One Year Old!
By Roger C.
It all began with an uncivil act.
It was a thoughtless act without compassion or concern for the wellbeing of other women and men in the fellowship suffering from the same malady of alcoholism.
Intergroup booted two groups off the official Toronto area AA meeting list.
Thus was born this website.
At the time, the alcoholics at Beyond Belief, one of the ousted groups, were panicked. “Our group will die,” some feared. “The alcoholic who needs us will not be able to find us.” The long-time secretary of the group, David R, was sent out to purchase a domain name and launch a website, with the sole purpose of letting the newcomer to AA know the locations and times of the two groups’ meetings.
And so the website went up one year ago, on June 15, 2011.
Meanwhile, Roger C, who had taken over from David as the site administrator, was working on A History of Agnostic Groups in AA. What he thought would take a weekend took three months. In spite of the help of people like Michelle Mirza, the chief archivist at the General Service Office in New York City, and AA historians Bill White and Ernest Kurtz, information about agnostic groups was almost impossible to find, with very, very little having been documented.
And that led to the thought that the website could be more than simply a notice of agnostic AA meetings in Toronto.
It could be a repository, an archive, of information about agnostics and agnostic groups in Alcoholics Anonymous. It could be about the experience, strength and hope of those who, like Jim Burwell, uncomfortable with the “God bit,” yet make the rooms of AA their chosen home for recovery from the affliction of alcoholism.
And like A History of Agnostic Groups in AA, it would be for and about agnostics in AA in every part of the world, “a space for AA agnostics, atheists and freethinkers worldwide.”
So, that’s the “what happened” part. What’s it like now?
To date, forty-six articles have been published on this website, and these have been written, remarkably, by twenty-two different people. These writers are from two continents (Europe and North America), and over a dozen cities (London, England and Toronto, Canada through to New York and Minneapolis and Austin and Los Angeles, United States).
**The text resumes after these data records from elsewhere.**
//! Fake HTTP transport for driving real adapters from integration tests.

use std::collections::HashMap;
use std::future::Future;
use std::pin::Pin;

use coinspread_core::{HttpClient, HttpError, HttpRequest, HttpResponse};

/// Canned responses keyed by full request URL; unknown URLs answer 404.
#[derive(Debug, Default)]
pub struct FakeHttpClient {
    routes: HashMap<String, Result<HttpResponse, HttpError>>,
}

impl FakeHttpClient {
    pub fn new() -> Self {
        Self::default()
    }

    pub fn json(mut self, url: &str, body: &str) -> Self {
        self.routes
            .insert(url.to_owned(), Ok(HttpResponse::ok_json(body)));
        self
    }

    pub fn error(mut self, url: &str, error: HttpError) -> Self {
        self.routes.insert(url.to_owned(), Err(error));
        self
    }
}

impl HttpClient for FakeHttpClient {
    fn execute<'a>(
        &'a self,
        request: HttpRequest,
    ) -> Pin<Box<dyn Future<Output = Result<HttpResponse, HttpError>> + Send + 'a>> {
        let response = self
            .routes
            .get(&request.full_url())
            .cloned()
            .unwrap_or_else(|| Ok(HttpResponse::with_status(404, "")));
        Box::pin(async move { response })
    }
}
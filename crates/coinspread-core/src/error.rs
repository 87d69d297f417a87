use thiserror::Error;

use crate::exchange::UpstreamError;
use crate::source::ExchangeId;

/// Validation and contract errors exposed by `coinspread-core`.
#[derive(Debug, Error, Clone, PartialEq, Eq)]
pub enum ValidationError {
    #[error("currency code cannot be empty")]
    EmptyCurrency,
    #[error("currency code length {len} exceeds max {max}")]
    CurrencyTooLong { len: usize, max: usize },
    #[error("currency code contains invalid character '{ch}' at index {index}")]
    CurrencyInvalidChar { ch: char, index: usize },
    #[error("trading pair legs must differ: '{code}'/'{code}'")]
    IdenticalCurrencies { code: String },

    #[error("invalid exchange '{value}', expected one of binance, bybit, jbex, poloniex, whitebit")]
    InvalidExchange { value: String },

    #[error("field '{field}' must be finite")]
    NonFiniteValue { field: &'static str },
    #[error("field '{field}' must be non-negative")]
    NegativeValue { field: &'static str },
}

/// Top-level error type for core operations.
#[derive(Debug, Error)]
pub enum CoreError {
    #[error(transparent)]
    Upstream(#[from] UpstreamError),

    #[error("exchange '{exchange}' is not registered")]
    UnknownExchange { exchange: ExchangeId },

    #[error("no trading pairs found")]
    NoData,

    #[error(transparent)]
    Validation(#[from] ValidationError),
}
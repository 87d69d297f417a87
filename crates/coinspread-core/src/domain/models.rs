use serde::{Deserialize, Serialize};

use crate::{ExchangeId, ValidationError};

/// Normalized price observation from one exchange.
///
/// `symbol` is the exchange-native spelling that matched (`BTCUSDT`,
/// `BTC_USDT`, ...) and is kept verbatim. A `price` of `0.0` means the pair is
/// listed but the exchange reported no usable price.
#[derive(Debug, Clone, PartialEq, Serialize, Deserialize)]
pub struct TradingPairRecord {
    pub exchange: ExchangeId,
    pub symbol: String,
    pub price: f64,
}

impl TradingPairRecord {
    pub fn new(
        exchange: ExchangeId,
        symbol: impl Into<String>,
        price: f64,
    ) -> Result<Self, ValidationError> {
        validate_non_negative("price", price)?;

        Ok(Self {
            exchange,
            symbol: symbol.into(),
            price,
        })
    }

    /// Whether the record carries a real quote rather than the `0.0` sentinel.
    pub fn has_price(&self) -> bool {
        self.price > 0.0
    }
}

fn validate_non_negative(field: &'static str, value: f64) -> Result<(), ValidationError> {
    if !value.is_finite() {
        return Err(ValidationError::NonFiniteValue { field });
    }
    if value < 0.0 {
        return Err(ValidationError::NegativeValue { field });
    }
    Ok(())
}
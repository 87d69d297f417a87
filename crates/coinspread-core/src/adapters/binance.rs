use std::sync::Arc;

use serde::Deserialize;

use super::{first_usable_price, lenient_price, Transport};
use crate::config::ClientConfig;
use crate::exchange::{AdapterFuture, ExchangeAdapter, PairListing};
use crate::http_client::{HttpClient, ReqwestHttpClient};
use crate::{CurrencyPair, ExchangeId, TradingPairRecord};

const EXCHANGE_INFO_PATH: &str = "/exchangeInfo";
const TICKER_PRICE_PATH: &str = "/ticker/price";

/// Binance spot adapter (`BTCUSDT` symbols, `TRADING` status filter).
#[derive(Clone)]
pub struct BinanceAdapter {
    transport: Transport,
}

impl Default for BinanceAdapter {
    fn default() -> Self {
        Self::new(Arc::new(ReqwestHttpClient::new()), &ClientConfig::default())
    }
}

impl BinanceAdapter {
    pub fn new(http_client: Arc<dyn HttpClient>, config: &ClientConfig) -> Self {
        Self {
            transport: Transport::new(ExchangeId::Binance, http_client, config),
        }
    }

    pub fn with_http_client(http_client: Arc<dyn HttpClient>) -> Self {
        Self::new(http_client, &ClientConfig::default())
    }
}

impl ExchangeAdapter for BinanceAdapter {
    fn id(&self) -> ExchangeId {
        ExchangeId::Binance
    }

    fn symbol_separator(&self) -> &'static str {
        ""
    }

    fn list_pairs<'a>(&'a self) -> AdapterFuture<'a, Vec<PairListing>> {
        Box::pin(async move {
            let info: ExchangeInfoResponse = self
                .transport
                .fetch_json(self.transport.get(EXCHANGE_INFO_PATH))
                .await?;

            Ok(info
                .symbols
                .into_iter()
                .map(|entry| PairListing {
                    symbol: entry.symbol,
                    status: entry.status,
                    price: None,
                })
                .collect())
        })
    }

    fn quote<'a>(&'a self, pair: &'a CurrencyPair) -> AdapterFuture<'a, Option<TradingPairRecord>> {
        Box::pin(async move {
            if !self.has_pair(pair).await? {
                return Ok(None);
            }

            let orderings = pair.orderings(self.symbol_separator());
            let requests = orderings
                .iter()
                .map(|symbol| {
                    self.transport
                        .get(TICKER_PRICE_PATH)
                        .with_query("symbol", symbol.as_str())
                })
                .collect();

            let (index, ticker) = self
                .transport
                .fetch_first_json::<TickerPrice, _>(requests, |_| Ok(()))
                .await?;

            let symbol = ticker
                .symbol
                .unwrap_or_else(|| orderings[index].clone());
            self.transport
                .record(symbol, first_usable_price(&[ticker.price]))
                .map(Some)
        })
    }
}

#[derive(Debug, Clone, Deserialize)]
struct ExchangeInfoResponse {
    #[serde(default)]
    symbols: Vec<ExchangeInfoSymbol>,
}

#[derive(Debug, Clone, Deserialize)]
struct ExchangeInfoSymbol {
    symbol: String,
    #[serde(default)]
    status: Option<String>,
}

#[derive(Debug, Clone, Deserialize)]
struct TickerPrice {
    #[serde(default)]
    symbol: Option<String>,
    #[serde(default, deserialize_with = "lenient_price")]
    price: Option<f64>,
}

#[cfg(test)]
mod tests {
    use super::*;
    use crate::exchange::UpstreamErrorKind;
    use crate::test_support::{block_on, ScriptedHttpClient};

    const INFO_URL: &str = "https://api.binance.com/api/v3/exchangeInfo";
    const INFO_BODY: &str = r#"{"timezone":"UTC","symbols":[
        {"symbol":"ETHBTC","status":"TRADING"},
        {"symbol":"BTCUSDT","status":"TRADING"},
        {"symbol":"LUNAUSDT","status":"BREAK"}
    ]}"#;

    fn adapter(client: ScriptedHttpClient) -> (BinanceAdapter, Arc<ScriptedHttpClient>) {
        let client = Arc::new(client);
        (BinanceAdapter::with_http_client(client.clone()), client)
    }

    fn pair(first: &str, second: &str) -> CurrencyPair {
        CurrencyPair::parse(first, second).expect("valid pair")
    }

    #[test]
    fn quote_uses_requested_ordering_first() {
        let (adapter, client) = adapter(
            ScriptedHttpClient::new()
                .with_json(INFO_URL, INFO_BODY)
                .with_json(
                    "https://api.binance.com/api/v3/ticker/price?symbol=BTCUSDT",
                    r#"{"symbol":"BTCUSDT","price":"50123.40000000"}"#,
                ),
        );

        let record = block_on(adapter.quote(&pair("btc", "usdt")))
            .expect("quote should succeed")
            .expect("pair is listed");

        assert_eq!(record.exchange, ExchangeId::Binance);
        assert_eq!(record.symbol, "BTCUSDT");
        assert_eq!(record.price, 50_123.4);
        assert_eq!(client.requested_urls().len(), 2);
    }

    #[test]
    fn quote_retries_with_opposite_ordering() {
        let (adapter, client) = adapter(
            ScriptedHttpClient::new()
                .with_json(INFO_URL, INFO_BODY)
                .with_status(
                    "https://api.binance.com/api/v3/ticker/price?symbol=BTCETH",
                    400,
                )
                .with_json(
                    "https://api.binance.com/api/v3/ticker/price?symbol=ETHBTC",
                    r#"{"symbol":"ETHBTC","price":"0.05123"}"#,
                ),
        );

        let record = block_on(adapter.quote(&pair("btc", "eth")))
            .expect("quote should succeed")
            .expect("pair is listed");

        assert_eq!(record.symbol, "ETHBTC");
        assert_eq!(record.price, 0.05123);
        assert_eq!(
            client.requested_urls().last().map(String::as_str),
            Some("https://api.binance.com/api/v3/ticker/price?symbol=ETHBTC")
        );
    }

    #[test]
    fn non_trading_pairs_are_absent() {
        let (adapter, client) =
            adapter(ScriptedHttpClient::new().with_json(INFO_URL, INFO_BODY));

        let result = block_on(adapter.quote(&pair("luna", "usdt"))).expect("no error");

        assert!(result.is_none());
        assert_eq!(client.requested_urls(), vec![INFO_URL.to_owned()]);
    }

    #[test]
    fn missing_price_defaults_to_zero() {
        let (adapter, _) = adapter(
            ScriptedHttpClient::new()
                .with_json(INFO_URL, INFO_BODY)
                .with_json(
                    "https://api.binance.com/api/v3/ticker/price?symbol=BTCUSDT",
                    r#"{"symbol":"BTCUSDT"}"#,
                ),
        );

        let record = block_on(adapter.quote(&pair("BTC", "USDT")))
            .expect("quote should succeed")
            .expect("pair is listed");
        assert_eq!(record.price, 0.0);
    }

    #[test]
    fn both_orderings_failing_is_an_upstream_error() {
        let (adapter, _) = adapter(ScriptedHttpClient::new().with_json(INFO_URL, INFO_BODY));

        let error = block_on(adapter.quote(&pair("usdt", "btc"))).expect_err("must fail");
        assert_eq!(error.exchange(), ExchangeId::Binance);
        assert_eq!(error.kind(), UpstreamErrorKind::Status);
    }

    #[test]
    fn unparsable_catalog_is_a_parse_error() {
        let (adapter, _) = adapter(ScriptedHttpClient::new().with_json(INFO_URL, "<html>"));

        let error = block_on(adapter.list_pairs()).expect_err("must fail");
        assert_eq!(error.kind(), UpstreamErrorKind::Parse);
    }
}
Let’s take a quick scan of just some of these posts:
The all-time most popular post on the website is The “Don’t Tell” Policy in AA. Perhaps that’s because it picks up so ironically on the inherent conflict within AA between belief and non-belief and the explicit religiosity – the recitation of the Lord’s Prayer, for example – of most AA meetings. This “inner contradiction” has been very well described in just one of the many well-researched posts on the website, The Courts, AA and Religion.
There is lots of history here for the history buff. AA in the 1930s: God as We Understood Him is a good example. And there’s a biography of the first atheist in Alcoholics Anonymous to make a difference in terms of the accessibility of AA to all with a desire to quit drinking: Jim Burwell. Last year also saw the death of the very first person to use “We Agnostics” as the name of a group in AA. Charlie P had 41 years of continuous sobriety when he died in February of this year at the age of 98. Father of We Agnostics Dies tells the story of this remarkable man, for whom an AA meeting was held at his bedside in the week before he died.
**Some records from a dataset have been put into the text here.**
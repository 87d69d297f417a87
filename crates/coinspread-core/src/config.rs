//! Client configuration and environment overrides.
//!
//! # Environment Variables
//!
//! | Variable | Default | Description |
//! |----------|---------|-------------|
//! | `COINSPREAD_HTTP_TIMEOUT_MS` | `10000` | Per-request timeout |
//! | `COINSPREAD_CALL_TIMEOUT_MS` | `15000` | Budget for one adapter `quote` call |
//! | `COINSPREAD_BINANCE_URL` | `https://api.binance.com/api/v3` | Binance base URL |
//! | `COINSPREAD_BYBIT_URL` | `https://api-testnet.bybit.com` | Bybit base URL |
//! | `COINSPREAD_JBEX_URL` | `https://api.jbex.com` | Jbex base URL |
//! | `COINSPREAD_POLONIEX_URL` | `https://api.poloniex.com` | Poloniex base URL |
//! | `COINSPREAD_WHITEBIT_URL` | `https://whitebit.com/api/v4` | Whitebit base URL |

use std::collections::BTreeMap;
use std::env;
use std::time::Duration;

use tracing::warn;

use crate::http_client::DEFAULT_REQUEST_TIMEOUT_MS;
use crate::ExchangeId;

pub const DEFAULT_CALL_TIMEOUT_MS: u64 = 15_000;

const ENV_PREFIX: &str = "COINSPREAD";

/// Default public REST base URL for an exchange.
pub const fn default_base_url(exchange: ExchangeId) -> &'static str {
    match exchange {
        ExchangeId::Binance => "https://api.binance.com/api/v3",
        ExchangeId::Bybit => "https://api-testnet.bybit.com",
        ExchangeId::Jbex => "https://api.jbex.com",
        ExchangeId::Poloniex => "https://api.poloniex.com",
        ExchangeId::Whitebit => "https://whitebit.com/api/v4",
    }
}

/// Transport settings shared by all adapters.
#[derive(Debug, Clone, PartialEq, Eq)]
pub struct ClientConfig {
    pub request_timeout_ms: u64,
    pub call_timeout_ms: u64,
    base_urls: BTreeMap<ExchangeId, String>,
}

impl Default for ClientConfig {
    fn default() -> Self {
        Self {
            request_timeout_ms: DEFAULT_REQUEST_TIMEOUT_MS,
            call_timeout_ms: DEFAULT_CALL_TIMEOUT_MS,
            base_urls: BTreeMap::new(),
        }
    }
}

impl ClientConfig {
    /// Defaults overlaid with `COINSPREAD_*` environment variables.
    pub fn from_env() -> Self {
        Self::from_lookup(|key| env::var(key).ok())
    }

    /// Same as [`from_env`](Self::from_env) with an injectable variable source.
    pub fn from_lookup<F>(lookup: F) -> Self
    where
        F: Fn(&str) -> Option<String>,
    {
        let mut config = Self::default();

        if let Some(value) = read_millis(&lookup, "HTTP_TIMEOUT_MS") {
            config.request_timeout_ms = value;
        }
        if let Some(value) = read_millis(&lookup, "CALL_TIMEOUT_MS") {
            config.call_timeout_ms = value;
        }

        for exchange in ExchangeId::ALL {
            let key = format!(
                "{ENV_PREFIX}_{}_URL",
                exchange.as_str().to_ascii_uppercase()
            );
            if let Some(url) = lookup(&key).filter(|url| !url.trim().is_empty()) {
                config = config.with_base_url(exchange, url);
            }
        }

        config
    }

    pub fn with_base_url(mut self, exchange: ExchangeId, url: impl Into<String>) -> Self {
        let url = url.into();
        self.base_urls
            .insert(exchange, url.trim().trim_end_matches('/').to_owned());
        self
    }

    pub fn with_request_timeout_ms(mut self, timeout_ms: u64) -> Self {
        self.request_timeout_ms = timeout_ms;
        self
    }

    pub fn with_call_timeout_ms(mut self, timeout_ms: u64) -> Self {
        self.call_timeout_ms = timeout_ms;
        self
    }

    pub fn base_url(&self, exchange: ExchangeId) -> &str {
        self.base_urls
            .get(&exchange)
            .map_or(default_base_url(exchange), String::as_str)
    }

    pub fn call_timeout(&self) -> Duration {
        Duration::from_millis(self.call_timeout_ms)
    }
}

fn read_millis<F>(lookup: &F, suffix: &str) -> Option<u64>
where
    F: Fn(&str) -> Option<String>,
{
    let key = format!("{ENV_PREFIX}_{suffix}");
    let raw = lookup(&key)?;
    match raw.trim().parse::<u64>() {
        Ok(0) | Err(_) => {
            warn!(variable = %key, value = %raw, "ignoring invalid timeout override");
            None
        }
        Ok(value) => Some(value),
    }
}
We occasionally cover good news! A group in Indianapolis had been booted off of the official regional AA list and when it was put back on it, we shared the news: Indy We Agnostics Re-Listed. Happily, we also reported on a new group in Halifax, Nova Scotia, The Only Requirement Group. We expect to post a similar story about a group about to be launched in Northern Ontario. We trust that our Page, How to Start an AA Meeting, is a helping hand for those keen on doing service by starting a new group, agnostic or otherwise.
The website also features a number of book reviews. The first one we posted was Waiting: A Nonbeliever’s Higher Power, by an atheist in AA, Marya Hornbacher. More recently, a Literature Page was added so that recovering alcoholics, and especially non-religious alcoholics, could readily find materials that might be helpful in recovery and sobriety.
Finally, we especially cherish the articles that deal with the experience, strength and hope of agnostics in AA. One of the best of these is The Willow Tree Bark; if you haven’t read it yet, take a few minutes to do so soon. Share it with your group.
It was said earlier that A History of Agnostic Groups in AA was ultimately the inspiration for the role of this website. First posted on September 27, 2011, to this day it remains one of the site’s most popular destinations.
And it ever reminds us of the following saying: “History is made by those who write it.” To put it another way, unless something is written down, it never happened. It is certainly true to say that one of the very few ways a person could know that Don W started the first AA group for agnostics and atheists on January 7, 1975 in a Unitarian Church on Barry Street in Chicago is to read it, just as you have just done. People in AA will tell you the damnedest things – for instance that you need to find God to stay sober – because they don’t know any better. They haven’t read about Don W and Charlie P or Ada H or Jim Burwell or…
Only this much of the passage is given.